The training program for nearly any serious athlete these days is planned around the ‘season’ of their chosen sport, then their most important events and they work back from that to ensure they are in ‘peak’ condition at the most important times of the season.  As they build up to these peaks their program will push them through a series of harder and harder training sessions, building up fatigue and forcing the body to adapt to support the increased stress (essentially driven by our fight or flight reflex).

The body doesn’t get stronger during the workouts though, it’s actually being stressed and broken down during these sessions.  When an athlete stops to rest, eat and sleep the body has a chance to rebuild and adapt; because of the stress it’s been under the body adapts and prepares for the next time by building strong, faster muscles, etc.
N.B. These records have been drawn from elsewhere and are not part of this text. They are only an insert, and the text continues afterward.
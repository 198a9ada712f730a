//! Black-Scholes Model
//!
//! Scalar Black-Scholes-Merton Greeks for a single (spot, contract) pair:
//! delta, gamma, vanna and charm with a continuous dividend yield.
//!
//! This is the reference the vectorized exposure model is checked against,
//! and the fallback for chain rows that arrive without exchange Greeks.

use std::f64::consts::{PI, SQRT_2};

use statrs::function::erf::erfc;

use crate::core::{Greeks, OptionSide};

/// Standard normal CDF
pub fn norm_cdf(x: f64) -> f64 {
    0.5 * erfc(-x / SQRT_2)
}

/// Standard normal PDF
pub fn norm_pdf(x: f64) -> f64 {
    (-0.5 * x * x).exp() / (2.0 * PI).sqrt()
}

/// Whether a side can carry exposure at all
pub fn is_priced(strike: f64, vol: f64, time: f64) -> bool {
    strike > 0.0 && vol > 0.0 && time > 0.0
}

/// Black-Scholes d1 parameter, 0 for unpriceable inputs
pub fn d1(spot: f64, strike: f64, rate: f64, div: f64, vol: f64, time: f64) -> f64 {
    if !is_priced(strike, vol, time) {
        return 0.0;
    }
    ((spot / strike).ln() + (rate - div + 0.5 * vol * vol) * time) / (vol * time.sqrt())
}

/// Black-Scholes d2 parameter
pub fn d2(spot: f64, strike: f64, rate: f64, div: f64, vol: f64, time: f64) -> f64 {
    if !is_priced(strike, vol, time) {
        return 0.0;
    }
    d1(spot, strike, rate, div, vol, time) - vol * time.sqrt()
}

/// Charm for one side given the shared d1 terms.
///
/// Sign convention: call `q·e^{-qT}·N(d1) − e^{-qT}·n(d1)·(2(r−q)T − d2·σ√T)/(2T·σ√T)`,
/// put `−q·e^{-qT}·N(−d1) − ...` with the same second term. Callers mask
/// non-positive strikes; `d1` must be finite.
pub fn charm_from_d1(
    d1: f64,
    cdf_d1: f64,
    pdf_d1: f64,
    rate: f64,
    div: f64,
    vol: f64,
    time: f64,
    side: OptionSide,
) -> f64 {
    if !(vol > 0.0 && time > 0.0 && d1.is_finite()) {
        return 0.0;
    }

    let div_factor = (-div * time).exp();
    let vol_sqrt_t = vol * time.sqrt();
    let d2 = d1 - vol_sqrt_t;
    let decay = div_factor * pdf_d1 * (2.0 * (rate - div) * time - d2 * vol_sqrt_t)
        / (2.0 * time * vol_sqrt_t);

    match side {
        OptionSide::Call => div * div_factor * cdf_d1 - decay,
        OptionSide::Put => -div * div_factor * (1.0 - cdf_d1) - decay,
    }
}

/// Black-Scholes exposure Greeks (per unit, unweighted).
///
/// All zero when `strike`, `vol` or `time` is non-positive.
pub fn greeks(
    spot: f64,
    strike: f64,
    rate: f64,
    div: f64,
    vol: f64,
    time: f64,
    side: OptionSide,
) -> Greeks {
    if !is_priced(strike, vol, time) {
        return Greeks::default();
    }

    let d1 = d1(spot, strike, rate, div, vol, time);
    let sqrt_t = time.sqrt();
    let cdf_d1 = norm_cdf(d1);
    let pdf_d1 = norm_pdf(d1);
    let div_factor = (-div * time).exp();

    let delta = match side {
        OptionSide::Call => div_factor * cdf_d1,
        OptionSide::Put => div_factor * (cdf_d1 - 1.0),
    };

    // Gamma and vanna are the same for call and put
    let gamma = div_factor * pdf_d1 / (spot * vol * sqrt_t);
    let vanna = -div_factor * pdf_d1 * (d1 - vol * sqrt_t) / vol;

    let charm = charm_from_d1(d1, cdf_d1, pdf_d1, rate, div, vol, time, side);

    Greeks::new(delta, gamma, vanna, charm)
}

/// Open-interest weighted exposure for one side at one spot.
///
/// Gamma is expressed in notional terms (scaled by spot²). No sign is
/// applied for puts beyond the one carried by delta and charm themselves.
pub fn exposure(
    spot: f64,
    strike: f64,
    rate: f64,
    div: f64,
    vol: f64,
    time: f64,
    open_interest: f64,
    side: OptionSide,
) -> Greeks {
    let g = greeks(spot, strike, rate, div, vol, time, side);
    Greeks::new(
        g.delta * open_interest,
        g.gamma * open_interest * spot * spot,
        g.vanna * open_interest,
        g.charm * open_interest,
    )
}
It seems logical then that the best approach is to steadily increase the training load each session and over time get stronger and stronger and stronger.  In practice this doesn’t work. Athletes stop improving, they burn out and become injured or sick from the constant stress they are placing their bodies under.  There are two things at play here.  The first is that by training hard enough to stress their body and cause the positive adaptation they are also building up a debt of fatigue which eventually becomes too much for the body to overcome causing sickness, injury and burnout.  The second is that due to the consistent pattern of stress the body adapts, the workouts may become a little easier, but the athlete improves more and more slowly.

Enter periodisation, a process developed in the Eastern Bloc countries and now widely adopted by athletes the world over.  With periodisation a year, the macrocycle, is broken into a series of blocks, often four week mesocycles which are then composed of a number of week long microcycles.  Each mesocycle will include week long microcycles of training (increased stress), and most importantly a microcycle of recovery.  This cyclical approach allows the athlete to stress their body, but also to have periods of recovery allowing their body to reach a new peak of performance as it rebuilds and sheds fatigue.  This new peak then feeds into the next cycle, allowing them to undertake more stress, train harder and over the macrocycle increase their performance to levels unobtainable by a stead state training program.
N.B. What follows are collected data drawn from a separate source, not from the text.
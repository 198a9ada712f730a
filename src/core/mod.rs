//! Core data types for the exposure engine
//!
//! Defines fundamental types:
//! - ContractRecord / ContractTable: chain snapshot rows and columns
//! - OptionSide / ExpiryScope
//! - Greeks, MarketScalars, EvaluationTime
//! - Expiration calendar helpers

pub mod calendar;
pub mod chain;
pub mod error;
pub mod greeks;
pub mod market;
pub mod option;

pub use chain::*;
pub use error::*;
pub use greeks::*;
pub use market::*;
pub use option::*;
//! Data loading
//!
//! Handles:
//! - Per-DTE chain snapshot files (JSON)
//! - Concatenating snapshots into one contract table

pub mod snapshot;

pub use snapshot::*;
Now let’s turn our focus to an Agile software development process; the routine and rhythms of a sprint process remind me a lot of an athlete’s training microcycle.  Week in, week out we kick off the sprint, have daily stand-ups, write code, test code and have a demo and retro at the end of the sprint.  Then next sprint we do it all again.

A common pattern I’ve observed with teams who adopt Agile is that around the 3 month mark they start to loose faith.  At the start the buzz of something new, a different way of working and the rapid feedback and transparency let the team quickly improve their performance.  But after a while the sprint to sprint performance increases slow, or even stop, and yet the team is working just as hard each sprint.  Often times the team’s performance will even drop off as they grow weary of maintaing all the habits for no noticeable improvement.
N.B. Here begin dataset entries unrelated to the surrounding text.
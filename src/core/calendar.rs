//! Expiration calendar helpers
//!
//! Monthly opex is the third Friday of the month. Time to expiry is counted
//! in trading days (weekdays) over a 252-day year.

use chrono::{Datelike, Duration, NaiveDate, Weekday};

/// Trading days per year
pub const TRADING_DAYS_PER_YEAR: f64 = 252.0;

/// Floor applied to contracts expiring on the evaluation date
pub const SAME_DAY_TIME: f64 = 1.0 / TRADING_DAYS_PER_YEAR;

/// True for a standard monthly expiration (third Friday)
pub fn is_monthly(day: NaiveDate) -> bool {
    day.weekday() == Weekday::Fri && (15..=21).contains(&day.day())
}

/// Third Friday of the given month
pub fn third_friday(year: i32, month: u32) -> Option<NaiveDate> {
    NaiveDate::from_weekday_of_month_opt(year, month, Weekday::Fri, 3)
}

/// Next monthly opex on or after `from`
pub fn next_monthly_opex(from: NaiveDate) -> Option<NaiveDate> {
    let this_month = third_friday(from.year(), from.month())?;
    if this_month >= from {
        return Some(this_month);
    }

    let (year, month) = if from.month() == 12 {
        (from.year() + 1, 1)
    } else {
        (from.year(), from.month() + 1)
    };
    third_friday(year, month)
}

/// Weekdays in (from, to]
pub fn business_days_between(from: NaiveDate, to: NaiveDate) -> i64 {
    if to <= from {
        return 0;
    }

    let mut count = 0;
    let mut day = from + Duration::days(1);
    while day <= to {
        if !matches!(day.weekday(), Weekday::Sat | Weekday::Sun) {
            count += 1;
        }
        day += Duration::days(1);
    }
    count
}

/// Year fraction until expiration.
///
/// Expiring on `eval_date` gives [`SAME_DAY_TIME`]; already expired gives 0.
pub fn time_till_exp(eval_date: NaiveDate, expiration: NaiveDate) -> f64 {
    if expiration < eval_date {
        return 0.0;
    }

    let days = business_days_between(eval_date, expiration) as f64;
    (days / TRADING_DAYS_PER_YEAR).max(SAME_DAY_TIME)
}

#[cfg(test)]
mod tests {
    use super::*;

    fn date(y: i32, m: u32, d: u32) -> NaiveDate {
        NaiveDate::from_ymd_opt(y, m, d).unwrap()
    }

    #[test]
    fn test_is_monthly() {
        assert!(is_monthly(date(2025, 3, 21)));
        assert!(!is_monthly(date(2025, 3, 14)));
        assert!(!is_monthly(date(2025, 3, 20)));
    }

    #[test]
    fn test_next_monthly_opex() {
        assert_eq!(next_monthly_opex(date(2025, 3, 3)), Some(date(2025, 3, 21)));
        assert_eq!(next_monthly_opex(date(2025, 3, 21)), Some(date(2025, 3, 21)));
        assert_eq!(next_monthly_opex(date(2025, 3, 24)), Some(date(2025, 4, 18)));
        assert_eq!(next_monthly_opex(date(2025, 12, 22)), Some(date(2026, 1, 16)));
    }

    #[test]
    fn test_time_till_exp() {
        // Friday to the following Friday: 5 trading days
        let t = time_till_exp(date(2025, 3, 14), date(2025, 3, 21));
        assert!((t - 5.0 / 252.0).abs() < 1e-12);

        // Same day is floored
        assert_eq!(time_till_exp(date(2025, 3, 14), date(2025, 3, 14)), SAME_DAY_TIME);

        // Expired
        assert_eq!(time_till_exp(date(2025, 3, 14), date(2025, 3, 13)), 0.0);
    }

    #[test]
    fn test_business_days_skip_weekend() {
        // Friday -> Monday is one trading day
        assert_eq!(business_days_between(date(2025, 3, 14), date(2025, 3, 17)), 1);
    }
}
Does this sound familiar to the earlier example from the athletes?

Why are intensely focused working groups (often conducted off site from your normal office) so productive and satisfying? If it works so well why don’t we work like that every day? Why is it that often the best ideas come at unexpected times, under the shower, out for a walk or on holidays for a week or two?  Why do software developers seem to work so intensely sometimes and yet spend so much time going around and around on a problem getting nowhere, or surfing the web and staring into space ?

I think these things are just examples of accidental periodisation by knowledge workers and my theory is that the human brain is just like the human body in the way it can be trained and leveraged for maximum performance.   While ad hoc training programs can work well for athletes a structured program will nearly always deliver a better, and more importantly consistent result.  My hypothesis is that these same principles of training apply to the human brain and there are lots of practical ways to apply this for knowledge workers but I’m already overtime on this post… so I’ll save those stories for another day.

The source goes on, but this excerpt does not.